◆ INSTRUCTIONS TO FOLLOW: In the entries below, find the line with "self.items == other.items" and the line with "let controls = props". Print those two and everything between them exactly, and nothing else.

Segment Start: PROVIDED DATA

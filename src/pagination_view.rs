use std::rc::Rc;

use yew::prelude::*;

use gallery_core::PageItem;

use crate::app_core::GalleryCore;

#[derive(Properties)]
pub(crate) struct PaginationProps {
    pub(crate) core: Rc<GalleryCore>,
    pub(crate) items: Vec<PageItem>,
    pub(crate) prev_label: String,
    pub(crate) next_label: String,
}

impl PartialEq for PaginationProps {
    fn eq(&self, other: &Self) -> bool {
        Rc::ptr_eq(&self.core, &other.core)
            && self.items == other.items
            && self.prev_label == other.prev_label
            && self.next_label == other.next_label
    }
}

#[function_component(Pagination)]
pub(crate) fn pagination(props: &PaginationProps) -> Html {
    let go_to = |target: usize| {
        let core = props.core.clone();
        Callback::from(move |_: MouseEvent| core.go_to_page(target))
    };

    let controls = props
        .items
        .iter()
        .map(|item| match *item {
            PageItem::Prev { target, disabled } => html! {
                <button
                    class="page-btn prev"
                    type="button"
                    data-pagination="prev"
                    aria-label={props.prev_label.clone()}
                    disabled={disabled}
                    onclick={go_to(target)}
                >
                    { "‹" }
                </button>
            },
            PageItem::Page { number, current } => html! {
                <button
                    class="page-btn"
                    type="button"
                    aria-current={current.then_some("page")}
                    onclick={go_to(number)}
                >
                    { number.to_string() }
                </button>
            },
            PageItem::Ellipsis => html! {
                <span class="page-btn" aria-hidden="true">{ "…" }</span>
            },
            PageItem::Next { target, disabled } => html! {
                <button
                    class="page-btn next"
                    type="button"
                    data-pagination="next"
                    aria-label={props.next_label.clone()}
                    disabled={disabled}
                    onclick={go_to(target)}
                >
                    { "›" }
                </button>
            },
        })
        .collect::<Html>();

    html! {
        <nav id="pagination" class="pagination" hidden={props.items.is_empty()}>
            {controls}
        </nav>
    }
}
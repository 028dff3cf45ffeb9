use gloo_net::http::Request;
use web_sys::RequestCache;

use gallery_core::{
    check_status, parse_manifest, GalleryConfig, GalleryError, Photo, PhotoTitles, StringTable,
};

async fn fetch_text(url: &str) -> Result<String, GalleryError> {
    let response = Request::get(url)
        .cache(RequestCache::NoStore)
        .send()
        .await
        .map_err(|err| GalleryError::Network {
            url: url.to_string(),
            message: err.to_string(),
        })?;
    check_status(url, response.ok(), response.status())?;
    response.text().await.map_err(|err| GalleryError::Network {
        url: url.to_string(),
        message: err.to_string(),
    })
}

pub(crate) async fn load_photos(config: &GalleryConfig) -> Result<Vec<Photo>, GalleryError> {
    let url = config.manifest_url();
    let raw = fetch_text(&url).await?;
    parse_manifest(&url, &raw, &config.layout)
}

/// Both translation files, each degrading to empty on failure.
pub(crate) async fn load_translations(config: &GalleryConfig) -> (StringTable, PhotoTitles) {
    let strings_url = config.strings_url();
    let strings = fetch_text(&strings_url)
        .await
        .and_then(|raw| StringTable::from_json(&strings_url, &raw))
        .unwrap_or_else(|err| {
            gloo::console::warn!("gallery: strings unavailable", err.to_string());
            StringTable::default()
        });

    let titles_url = config.titles_url();
    let titles = fetch_text(&titles_url)
        .await
        .and_then(|raw| PhotoTitles::from_json(&titles_url, &raw))
        .unwrap_or_else(|err| {
            gloo::console::warn!("gallery: photo titles unavailable", err.to_string());
            PhotoTitles::default()
        });

    (strings, titles)
}
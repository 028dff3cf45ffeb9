/// Lightbox viewer state. The index is only meaningful while open.
#[derive(Clone, Copy, Debug, Default, PartialEq, Eq)]
pub enum Lightbox {
    #[default]
    Closed,
    Open { index: usize },
}

#[derive(Clone, Copy, Debug, PartialEq, Eq)]
pub enum Direction {
    Prev,
    Next,
}

impl Direction {
    pub fn delta(self) -> isize {
        match self {
            Direction::Prev => -1,
            Direction::Next => 1,
        }
    }
}

/// What a key press does while the lightbox is open.
#[derive(Clone, Copy, Debug, PartialEq, Eq)]
pub enum LightboxKey {
    Close,
    Step(Direction),
    FocusNext,
    FocusPrev,
}

pub fn key_action(key: &str, shift: bool) -> Option<LightboxKey> {
    match key {
        "Escape" | "Esc" => Some(LightboxKey::Close),
        "ArrowLeft" | "Left" => Some(LightboxKey::Step(Direction::Prev)),
        "ArrowRight" | "Right" => Some(LightboxKey::Step(Direction::Next)),
        "Tab" if shift => Some(LightboxKey::FocusPrev),
        "Tab" => Some(LightboxKey::FocusNext),
        _ => None,
    }
}

/// `(index + delta) mod len`, wrapping in both directions.
pub fn wrap_index(index: usize, delta: isize, len: usize) -> usize {
    if len == 0 {
        return 0;
    }
    let len_i = len as isize;
    let index = (index % len) as isize;
    (index + delta % len_i + len_i).rem_euclid(len_i) as usize
}

impl Lightbox {
    pub fn is_open(&self) -> bool {
        matches!(self, Lightbox::Open { .. })
    }

    pub fn index(&self) -> Option<usize> {
        match self {
            Lightbox::Open { index } => Some(*index),
            Lightbox::Closed => None,
        }
    }

    /// Returns `false` (leaving the state alone) for an index outside the list.
    pub fn open(&mut self, index: usize, len: usize) -> bool {
        if index >= len {
            return false;
        }
        *self = Lightbox::Open { index };
        true
    }

    /// New index after stepping, `None` when closed or the list is empty.
    pub fn step(&mut self, direction: Direction, len: usize) -> Option<usize> {
        let Lightbox::Open { index } = *self else {
            return None;
        };
        if len == 0 {
            *self = Lightbox::Closed;
            return None;
        }
        let next = wrap_index(index, direction.delta(), len);
        *self = Lightbox::Open { index: next };
        Some(next)
    }

    /// Returns whether a transition happened.
    pub fn close(&mut self) -> bool {
        let was_open = self.is_open();
        *self = Lightbox::Closed;
        was_open
    }
}
use std::cell::RefCell;
use std::rc::Rc;

use gloo::events::{EventListener, EventListenerOptions};
use wasm_bindgen::JsCast;
use web_sys::{Element, Event, HtmlElement, KeyboardEvent, Node, TouchEvent};
use yew::prelude::*;

use gallery_core::{
    key_action, trap_tab, Direction, LightboxKey, Photo, SwipeGesture, SwipeThresholds,
};

use crate::app_core::GalleryCore;
use crate::document;

#[derive(Clone, PartialEq)]
pub(crate) struct LightboxPhoto {
    pub(crate) index: usize,
    pub(crate) photo: Photo,
    pub(crate) caption: String,
}

#[derive(Clone, PartialEq)]
pub(crate) struct LightboxLabels {
    pub(crate) close: String,
    pub(crate) prev: String,
    pub(crate) next: String,
}

#[derive(Properties)]
pub(crate) struct LightboxProps {
    pub(crate) core: Rc<GalleryCore>,
    pub(crate) current: Option<LightboxPhoto>,
    pub(crate) labels: LightboxLabels,
    pub(crate) swipe: SwipeThresholds,
}

impl PartialEq for LightboxProps {
    fn eq(&self, other: &Self) -> bool {
        Rc::ptr_eq(&self.core, &other.core)
            && self.current == other.current
            && self.labels == other.labels
            && self.swipe == other.swipe
    }
}

/// Everything that only exists while the viewer is open. Dropping it undoes
/// the scroll lock, removes listeners and gives focus back.
struct LightboxSession {
    previous_focus: Option<HtmlElement>,
    _listeners: Vec<EventListener>,
}

impl LightboxSession {
    fn start(
        core: Rc<GalleryCore>,
        dialog: Element,
        close_button: Option<HtmlElement>,
        swipe: SwipeThresholds,
    ) -> Option<Self> {
        let window = web_sys::window()?;
        let document = window.document()?;
        let previous_focus = document::active_element();
        document::set_scroll_locked(true);

        let blocking = EventListenerOptions::enable_prevent_default();
        let gesture = Rc::new(RefCell::new(SwipeGesture::new(swipe)));
        let mut listeners = Vec::with_capacity(5);

        {
            let core = core.clone();
            let dialog = dialog.clone();
            listeners.push(EventListener::new_with_options(
                &window,
                "keydown",
                blocking,
                move |event: &Event| {
                    let Some(event) = event.dyn_ref::<KeyboardEvent>() else {
                        return;
                    };
                    let Some(action) = key_action(&event.key(), event.shift_key()) else {
                        return;
                    };
                    match action {
                        LightboxKey::Close => {
                            event.prevent_default();
                            core.close_lightbox();
                        }
                        LightboxKey::Step(direction) => {
                            event.prevent_default();
                            core.step_lightbox(direction);
                        }
                        LightboxKey::FocusNext => trap_focus(&dialog, event, false),
                        LightboxKey::FocusPrev => trap_focus(&dialog, event, true),
                    }
                },
            ));
        }

        {
            let dialog = dialog.clone();
            listeners.push(EventListener::new_with_options(
                &document,
                "touchmove",
                blocking,
                move |event: &Event| {
                    let target = event.target().and_then(|target| target.dyn_into::<Node>().ok());
                    if !dialog.contains(target.as_ref()) {
                        event.prevent_default();
                    }
                },
            ));
        }

        {
            let gesture = gesture.clone();
            listeners.push(EventListener::new(&dialog, "touchstart", move |event: &Event| {
                let Some((x, y)) = first_changed_touch(event) else {
                    return;
                };
                gesture.borrow_mut().arm(x, y, document::now_ms());
            }));
        }

        {
            let gesture = gesture.clone();
            listeners.push(EventListener::new_with_options(
                &dialog,
                "touchmove",
                blocking,
                move |event: &Event| {
                    let Some((x, y)) = first_changed_touch(event) else {
                        return;
                    };
                    let gesture = gesture.borrow();
                    if gesture.is_active() && gesture.should_block_move(x, y) {
                        event.prevent_default();
                    }
                },
            ));
        }

        listeners.push(EventListener::new(&dialog, "touchend", move |event: &Event| {
            let Some((x, y)) = first_changed_touch(event) else {
                return;
            };
            let swiped = gesture.borrow_mut().finish(x, y, document::now_ms());
            if let Some(direction) = swiped {
                core.step_lightbox(direction);
            }
        }));

        if let Some(button) = close_button {
            let _ = button.focus();
        }

        Some(Self {
            previous_focus,
            _listeners: listeners,
        })
    }
}

impl Drop for LightboxSession {
    fn drop(&mut self) {
        document::set_scroll_locked(false);
        if let Some(element) = self.previous_focus.take() {
            if element.is_connected() {
                let _ = element.focus();
            }
        }
    }
}

fn first_changed_touch(event: &Event) -> Option<(f64, f64)> {
    let touch = event.dyn_ref::<TouchEvent>()?.changed_touches().item(0)?;
    Some((touch.client_x() as f64, touch.client_y() as f64))
}

/// Keeps Tab inside the dialog, wrapping at either end.
fn trap_focus(dialog: &Element, event: &KeyboardEvent, backwards: bool) {
    let nodes = document::focusable_within(dialog);
    let active = document::active_element();
    let inside = active
        .as_ref()
        .map(|element| dialog.contains(Some(element.as_ref())))
        .unwrap_or(false);
    let position = if inside {
        let Some(position) = nodes
            .iter()
            .position(|node| Some(node) == active.as_ref())
        else {
            return;
        };
        Some(position)
    } else {
        None
    };
    if let Some(target) = trap_tab(nodes.len(), position, backwards) {
        event.prevent_default();
        let _ = nodes[target].focus();
    }
}

#[function_component(Lightbox)]
pub(crate) fn lightbox(props: &LightboxProps) -> Html {
    let dialog_ref = use_node_ref();
    let close_ref = use_node_ref();
    // Index whose WebP failed; the JPEG is used for it and the handler disarms.
    let webp_failed = use_state(|| None::<usize>);
    let is_open = props.current.is_some();

    {
        let core = props.core.clone();
        let dialog_ref = dialog_ref.clone();
        let close_ref = close_ref.clone();
        let swipe = props.swipe;
        use_effect_with(is_open, move |is_open| {
            let session = if *is_open {
                dialog_ref.cast::<Element>().and_then(|dialog| {
                    LightboxSession::start(core, dialog, close_ref.cast::<HtmlElement>(), swipe)
                })
            } else {
                None
            };
            move || drop(session)
        });
    }

    let on_backdrop_click = {
        let core = props.core.clone();
        let dialog_ref = dialog_ref.clone();
        Callback::from(move |event: MouseEvent| {
            let target = event.target_dyn_into::<Element>();
            let dialog = dialog_ref.cast::<Element>();
            if target.is_some() && target == dialog {
                core.close_lightbox();
            }
        })
    };
    let on_close = {
        let core = props.core.clone();
        Callback::from(move |_: MouseEvent| core.close_lightbox())
    };
    let on_prev = {
        let core = props.core.clone();
        Callback::from(move |_: MouseEvent| core.step_lightbox(Direction::Prev))
    };
    let on_next = {
        let core = props.core.clone();
        Callback::from(move |_: MouseEvent| core.step_lightbox(Direction::Next))
    };

    let content = match props.current.as_ref() {
        Some(current) => {
            let use_jpg = *webp_failed == Some(current.index);
            let src = if use_jpg {
                current.photo.full_jpg.clone()
            } else {
                current.photo.full_webp.clone()
            };
            let on_error = {
                let webp_failed = webp_failed.clone();
                let index = current.index;
                Callback::from(move |_: Event| {
                    if *webp_failed != Some(index) {
                        gloo::console::log!("gallery: webp failed, using jpeg", index as u32);
                        webp_failed.set(Some(index));
                    }
                })
            };
            html! {
                <figure class="lightbox__frame">
                    <img
                        id="lightboxImg"
                        class="lightbox__img"
                        src={src}
                        alt={current.caption.clone()}
                        decoding="async"
                        onerror={on_error}
                    />
                    <figcaption id="lightboxCaption" class="lightbox__caption">
                        { current.caption.clone() }
                    </figcaption>
                </figure>
            }
        }
        None => html! {},
    };

    html! {
        <div
            id="lightbox"
            class="lightbox"
            role="dialog"
            aria-modal="true"
            hidden={!is_open}
            ref={dialog_ref}
            onclick={on_backdrop_click}
        >
            <button
                id="lightboxClose"
                class="lightbox__btn close"
                type="button"
                aria-label={props.labels.close.clone()}
                ref={close_ref}
                onclick={on_close}
            >
                { "×" }
            </button>
            <button
                id="lightboxPrev"
                class="lightbox__btn prev"
                type="button"
                aria-label={props.labels.prev.clone()}
                onclick={on_prev}
            >
                { "‹" }
            </button>
            {content}
            <button
                id="lightboxNext"
                class="lightbox__btn next"
                type="button"
                aria-label={props.labels.next.clone()}
                onclick={on_next}
            >
                { "›" }
            </button>
        </div>
    }
}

Segment End: PROVIDED DATA

◆ EXERCISE RESPONSE:
            && self.items == other.items
            && self.prev_label == other.prev_label
            && self.next_label == other.next_label
    }
}

#[function_component(Pagination)]
pub(crate) fn pagination(props: &PaginationProps) -> Html {
    let go_to = |target: usize| {
        let core = props.core.clone();
        Callback::from(move |_: MouseEvent| core.go_to_page(target))
    };

    let controls = props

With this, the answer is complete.